Status DB::Put(const WriteOptions& opt, const Slice& key, const Slice& value) {
WriteBatch batch;
batch.Put(key, value);
return Write(opt, &batch);
}

LevelDB寫操作採用批量寫(即使是單條插入)的方式,將待寫入的key-value存放在WriteBatch中;這其實也體現了LevelDB寫操作的原子性。WriteBatch通過std::string類型的_rep存儲數據,數據格式:

Count表示rep_中的Record數量,ValueType有兩種取值:KTypeDeletion(0x00)、KTypeValue(0x01);

key和value以data.size()和data方式存儲,當ValueType取值為KTypeDeletion時,Record中只有key數據;

WriteBatch和Slice是LevelDB中針對特定場景設計的很巧妙的數據結構,詳情可以參見源碼。

下面看下寫操作的源碼,DB是基類,實現類是DBImpl,Write操作對應DBImpl::Write:

Status DBImpl::Write(const WriteOptions& options, WriteBatch* my_batch) {
Writer w(&mutex_);
w.batch = my_batch;
w.sync = options.sync;
w.done = false;

MutexLock l(&mutex_);
writers_.push_back(&w);
while (!w.done && &w != writers_.front()) {
w.cv.Wait();
}
if (w.done) {
return w.status;
}

// May temporarily unlock and wait.
Status status = MakeRoomForWrite(my_batch == nullptr);
uint64_t last_sequence = versions_->LastSequence();
Writer* last_writer = &w;
if (status.ok() && my_batch != nullptr) { // nullptr batch is for compactions
WriteBatch* updates = BuildBatchGroup(&last_writer);
WriteBatchInternal::SetSequence(updates, last_sequence + 1);
last_sequence += WriteBatchInternal::Count(updates);

// Add to log and apply to memtable. We can release the lock
// during this phase since &w is currently responsible for logging
// and protects against concurrent loggers and concurrent writes
// into mem_.
{
mutex_.Unlock();
status = log_->AddRecord(WriteBatchInternal::Contents(updates));
bool sync_error = false;
if (status.ok() && options.sync) {
status = logfile_->Sync();
if (!status.ok()) {
sync_error = true;
}
}
if (status.ok()) {
status = WriteBatchInternal::InsertInto(updates, mem_);
}
mutex_.Lock();
if (sync_error) {
// The state of the log file is indeterminate: the log record we
// just added may or may not show up when the DB is re-opened.
// So we force the DB into a mode where all future writes fail.
RecordBackgroundError(status);
}
}
if (updates == tmp_batch_) tmp_batch_->Clear();

versions_->SetLastSequence(last_sequence);
}

while (true) {
Writer* ready = writers_.front();
writers_.pop_front();
if (ready != &w) {
ready->status = status;
ready->done = true;
ready->cv.Signal();
}
if (ready == last_writer) break;
}

// Notify new head of write queue
if (!writers_.empty()) {
writers_.front()->cv.Signal();
}

return status;
}

寫操作邏輯比較清晰,首先構造一個Writer寫入對象實例,該寫入對象會被放入寫入隊列writers中,該寫入隊列是多線程寫入,引入mutex_進行並發控制,當寫入對象成功寫入memtable後,由條件變數喚醒其他排隊寫入的線程進行寫入。

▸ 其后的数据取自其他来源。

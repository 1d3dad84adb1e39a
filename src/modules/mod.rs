pub mod clubs;
pub mod health;
pub mod members;
pub mod memberships;
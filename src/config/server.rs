use crate::config::parse_var;
use crate::core::Result;
use std::env;

/// Server configuration for HTTP server
#[derive(Debug, Clone)]
pub struct ServerConfig {
    pub host: String,
    pub port: u16,
    pub workers: usize,
}

impl ServerConfig {
    pub fn new(host: String, port: u16) -> Self {
        Self {
            host,
            port,
            workers: default_workers(),
        }
    }

    pub fn from_env() -> Result<Self> {
        Ok(Self {
            host: env::var("SERVER_HOST").unwrap_or_else(|_| "127.0.0.1".to_string()),
            port: parse_var("SERVER_PORT", 8080)?,
            workers: parse_var("SERVER_WORKERS", default_workers())?,
        })
    }

    pub fn bind_address(&self) -> String {
        format!("{}:{}", self.host, self.port)
    }
}

fn default_workers() -> usize {
    std::thread::available_parallelism()
        .map(|n| n.get())
        .unwrap_or(1)
}
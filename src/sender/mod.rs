pub mod client;
pub mod serialization;

pub use client::{
    ClientConfig, ClientStats, ConnectionStats, HttpIngestClient, IngestClient, IngestError,
    IngestFailure, IngestStatus,
};
pub use serialization::{BatchSerializer, CONTENT_TYPE_JSON, SerializationError};
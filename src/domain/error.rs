use thiserror::Error;

/// Top-level error type for one forwarder invocation.
#[derive(Error, Debug)]
pub enum ForwarderError {
    #[error("Configuration error: {0}")]
    Config(#[from] crate::app::ConfigError),

    #[error("Envelope error: {0}")]
    Envelope(#[from] crate::app::envelope::EnvelopeError),

    #[error("Ingestion error: {0}")]
    Ingest(#[from] crate::sender::IngestError),

    #[error("I/O error: {0}")]
    Io(#[from] std::io::Error),
}

impl ForwarderError {
    /// Whether the invocation could succeed if the trigger redelivers it.
    pub fn is_retryable(&self) -> bool {
        match self {
            ForwarderError::Ingest(e) => e.is_retryable(),
            ForwarderError::Io(_) => true,
            ForwarderError::Config(_) | ForwarderError::Envelope(_) => false,
        }
    }
}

正常情況下,LevelDB會對寫操作進行限制,當條件不滿足時,會通過睡眠或者阻塞來限制寫操作。MakeRoomForWrite方法就是限制寫操作的,看下源碼:

// REQUIRES: mutex_ is held
// REQUIRES: this thread is currently at the front of the writer queue
Status DBImpl::MakeRoomForWrite(bool force) {
mutex_.AssertHeld();
assert(!writers_.empty());
bool allow_delay = !force;
Status s;
while (true) {
if (!bg_error_.ok()) {
// Yield previous error
s = bg_error_;
break;
} else if (
allow_delay &&
versions_->NumLevelFiles(0) >= config::kL0_SlowdownWritesTrigger) {
// We are getting close to hitting a hard limit on the number of
// L0 files. Rather than delaying a single write by several
// seconds when we hit the hard limit, start delaying each
// individual write by 1ms to reduce latency variance. Also,
// this delay hands over some CPU to the compaction thread in
// case it is sharing the same core as the writer.
mutex_.Unlock();
env_->SleepForMicroseconds(1000);
allow_delay = false; // Do not delay a single write more than once
mutex_.Lock();
} else if (!force &&
(mem_->ApproximateMemoryUsage() <= options_.write_buffer_size)) {
// There is room in current memtable
break;
} else if (imm_ != nullptr) {
// We have filled up the current memtable, but the previous
// one is still being compacted, so we wait.
Log(options_.info_log, "Current memtable full; waiting...
");
background_work_finished_signal_.Wait();
} else if (versions_->NumLevelFiles(0) >= config::kL0_StopWritesTrigger) {
// There are too many level-0 files.
Log(options_.info_log, "Too many L0 files; waiting...
");
background_work_finished_signal_.Wait();
} else {
// Attempt to switch to a new memtable and trigger compaction of old
assert(versions_->PrevLogNumber() == 0);
uint64_t new_log_number = versions_->NewFileNumber();
WritableFile* lfile = nullptr;
s = env_->NewWritableFile(LogFileName(dbname_, new_log_number), &lfile);
if (!s.ok()) {
// Avoid chewing through file number space in a tight loop.
versions_->ReuseFileNumber(new_log_number);
break;
}
delete log_;
delete logfile_;
logfile_ = lfile;
logfile_number_ = new_log_number;
log_ = new log::Writer(lfile);
imm_ = mem_;
has_imm_.Release_Store(imm_);
mem_ = new MemTable(internal_comparator_);
mem_->Ref();
force = false; // Do not force another compaction if have room
MaybeScheduleCompaction();
}
}
return s;
}

上述代碼流程:

(1)持有鎖斷言和寫隊列非空斷言;

(2)進入while循環,如果允許延遲寫入(allow_delay==true)並且當前level0的sstable文件數目大於等於配置的kL0SlowdownWritesTrigger數目,解鎖,sleep 1ms,讓出CPU給compact線程進行compact;設置allow_delay=false,加鎖,重新進入while循環。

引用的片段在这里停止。